**TASK DESCRIPTION**
Read the lines below, and copy any that contain the string "pipeline".

**SUPPLIED INFORMATION**
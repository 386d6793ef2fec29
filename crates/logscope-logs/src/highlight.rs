//! Display-safe rendering of log messages
//!
//! Rendering runs in a fixed order: escape the raw message, then wrap
//! semantic matches (severity words, success words, IPs, timestamps), then
//! wrap matches of the active filter text. Highlighting only ever touches text
//! between tags, and never splits an entity like `&lt;`.

use std::ops::Range;
use std::sync::LazyLock;

use regex::Regex;
use tracing::debug;

static ERROR_TERMS: LazyLock<Regex> = LazyLock::new(|| {
    Regex::new(r"(?i)\b(error|failed|exception|warning|warn|critical)\b").expect("valid regex")
});

static SUCCESS_TERMS: LazyLock<Regex> = LazyLock::new(|| {
    Regex::new(r"(?i)\b(success|completed|started|listening on|ready)\b").expect("valid regex")
});

static IPV4: LazyLock<Regex> = LazyLock::new(|| {
    Regex::new(r"\b\d{1,3}\.\d{1,3}\.\d{1,3}\.\d{1,3}(:\d+)?\b").expect("valid regex")
});

static TIMESTAMP: LazyLock<Regex> = LazyLock::new(|| {
    Regex::new(r"\b\d{4}-\d{2}-\d{2}[T ]\d{2}:\d{2}:\d{2}([.,]\d{3})?(Z|[+-]\d{2}:?\d{2})?\b")
        .expect("valid regex")
});

static ENTITY: LazyLock<Regex> =
    LazyLock::new(|| Regex::new(r"&(?:amp|lt|gt|quot|#39);").expect("valid regex"));

static SPAN_OPEN: LazyLock<Regex> =
    LazyLock::new(|| Regex::new(r#"^<span class="([a-z-]+)">$"#).expect("valid regex"));

/// Presentation marker wrapped around a highlighted match
#[derive(Clone, Copy, Debug, PartialEq, Eq, Hash)]
pub enum HighlightClass {
    Error,
    Success,
    Ip,
    Timestamp,
    Search,
}

impl HighlightClass {
    pub fn css_class(&self) -> &'static str {
        match self {
            Self::Error => "log-highlight-error",
            Self::Success => "log-highlight-success",
            Self::Ip => "log-highlight-ip",
            Self::Timestamp => "log-highlight-timestamp",
            Self::Search => "log-search-highlight",
        }
    }

    pub fn from_css_class(class: &str) -> Option<Self> {
        match class {
            "log-highlight-error" => Some(Self::Error),
            "log-highlight-success" => Some(Self::Success),
            "log-highlight-ip" => Some(Self::Ip),
            "log-highlight-timestamp" => Some(Self::Timestamp),
            "log-search-highlight" => Some(Self::Search),
            _ => None,
        }
    }

    fn open_tag(&self) -> String {
        format!(r#"<span class="{}">"#, self.css_class())
    }
}

const CLOSE_TAG: &str = "</span>";

/// Escape every markup-significant character
pub fn escape_html(text: &str) -> String {
    let mut out = String::with_capacity(text.len());
    for c in text.chars() {
        match c {
            '&' => out.push_str("&amp;"),
            '<' => out.push_str("&lt;"),
            '>' => out.push_str("&gt;"),
            '"' => out.push_str("&quot;"),
            '\'' => out.push_str("&#39;"),
            _ => out.push(c),
        }
    }
    out
}

/// Reverse of [`escape_html`]
pub fn unescape_html(text: &str) -> String {
    ENTITY
        .replace_all(text, |caps: &regex::Captures| match &caps[0] {
            "&amp;" => "&",
            "&lt;" => "<",
            "&gt;" => ">",
            "&quot;" => "\"",
            _ => "'",
        })
        .into_owned()
}

/// Wrap severity, success, address and timestamp matches in an escaped message
pub fn highlight_content(escaped: &str) -> String {
    let mut markup = wrap_matches(escaped, &ERROR_TERMS, HighlightClass::Error);
    markup = wrap_matches(&markup, &SUCCESS_TERMS, HighlightClass::Success);
    markup = wrap_matches(&markup, &IPV4, HighlightClass::Ip);
    wrap_matches(&markup, &TIMESTAMP, HighlightClass::Timestamp)
}

/// Wrap matches of the filter text in already-highlighted markup
pub fn highlight_search(markup: &str, filter_text: &str) -> String {
    match search_regex(filter_text) {
        Some(re) => wrap_matches(markup, &re, HighlightClass::Search),
        None => markup.to_string(),
    }
}

/// Full pipeline for a single message; prefer [`Highlighter`] when rendering many
pub fn render(message: &str, filter_text: &str) -> String {
    Highlighter::new(filter_text).render(message)
}

/// Build the search pattern; it runs against escaped text so the filter is escaped too
fn search_regex(filter_text: &str) -> Option<Regex> {
    if filter_text.is_empty() {
        return None;
    }
    let pattern = format!("(?i){}", regex::escape(&escape_html(filter_text)));
    match Regex::new(&pattern) {
        Ok(re) => Some(re),
        Err(e) => {
            debug!(error = %e, "search highlight disabled for this filter");
            None
        }
    }
}

/// Per-filter renderer that runs the full pipeline
#[derive(Clone, Debug, Default)]
pub struct Highlighter {
    search: Option<Regex>,
}

impl Highlighter {
    pub fn new(filter_text: &str) -> Self {
        Self {
            search: search_regex(filter_text),
        }
    }

    /// Escape, highlight, then mark search hits
    pub fn render(&self, message: &str) -> String {
        let escaped = escape_html(message);
        let highlighted = highlight_content(&escaped);
        match &self.search {
            Some(re) => wrap_matches(&highlighted, re, HighlightClass::Search),
            None => highlighted,
        }
    }
}

/// Apply `re` to the text between tags, wrapping each match in `class`
fn wrap_matches(markup: &str, re: &Regex, class: HighlightClass) -> String {
    let mut out = String::with_capacity(markup.len() + 32);
    for token in tokenize(markup) {
        match token {
            Token::Tag(tag) => out.push_str(tag),
            Token::Text(text) => wrap_text(text, re, class, &mut out),
        }
    }
    out
}

fn wrap_text(text: &str, re: &Regex, class: HighlightClass, out: &mut String) {
    let entities: Vec<Range<usize>> = ENTITY.find_iter(text).map(|m| m.range()).collect();
    let splits_entity = |pos: usize| entities.iter().any(|e| pos > e.start && pos < e.end);

    let mut last = 0;
    for m in re.find_iter(text) {
        if m.is_empty() || splits_entity(m.start()) || splits_entity(m.end()) {
            continue;
        }
        out.push_str(&text[last..m.start()]);
        out.push_str(&class.open_tag());
        out.push_str(m.as_str());
        out.push_str(CLOSE_TAG);
        last = m.end();
    }
    out.push_str(&text[last..]);
}

enum Token<'a> {
    Tag(&'a str),
    Text(&'a str),
}

/// Split markup into tags and text; after escaping, any `<` starts one of our tags
fn tokenize(markup: &str) -> Vec<Token<'_>> {
    let mut tokens = Vec::new();
    let mut rest = markup;
    while !rest.is_empty() {
        match rest.find('<') {
            Some(0) => {
                let end = rest.find('>').map(|i| i + 1).unwrap_or(rest.len());
                tokens.push(Token::Tag(&rest[..end]));
                rest = &rest[end..];
            }
            Some(i) => {
                tokens.push(Token::Text(&rest[..i]));
                rest = &rest[i..];
            }
            None => {
                tokens.push(Token::Text(rest));
                rest = "";
            }
        }
    }
    tokens
}

/// A run of plain text with the markers that enclose it (outermost first)
#[derive(Clone, Debug, PartialEq, Eq)]
pub struct MarkupSegment {
    pub text: String,
    pub classes: Vec<HighlightClass>,
}

/// Decode rendered markup back into styled text runs
///
/// Unknown tags are dropped; text is unescaped.
pub fn parse_markup(markup: &str) -> Vec<MarkupSegment> {
    let mut segments: Vec<MarkupSegment> = Vec::new();
    let mut stack: Vec<Option<HighlightClass>> = Vec::new();

    for token in tokenize(markup) {
        match token {
            Token::Tag(CLOSE_TAG) => {
                stack.pop();
            }
            Token::Tag(tag) => {
                let class = SPAN_OPEN
                    .captures(tag)
                    .and_then(|caps| HighlightClass::from_css_class(&caps[1]));
                stack.push(class);
            }
            Token::Text(text) => {
                let classes: Vec<HighlightClass> = stack.iter().flatten().copied().collect();
                let text = unescape_html(text);
                match segments.last_mut() {
                    Some(last) if last.classes == classes => last.text.push_str(&text),
                    _ => segments.push(MarkupSegment { text, classes }),
                }
            }
        }
    }

    segments
}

**EXERCISE RESULT**
/// Full pipeline for a single message; prefer [`Highlighter`] when rendering many
/// Per-filter renderer that runs the full pipeline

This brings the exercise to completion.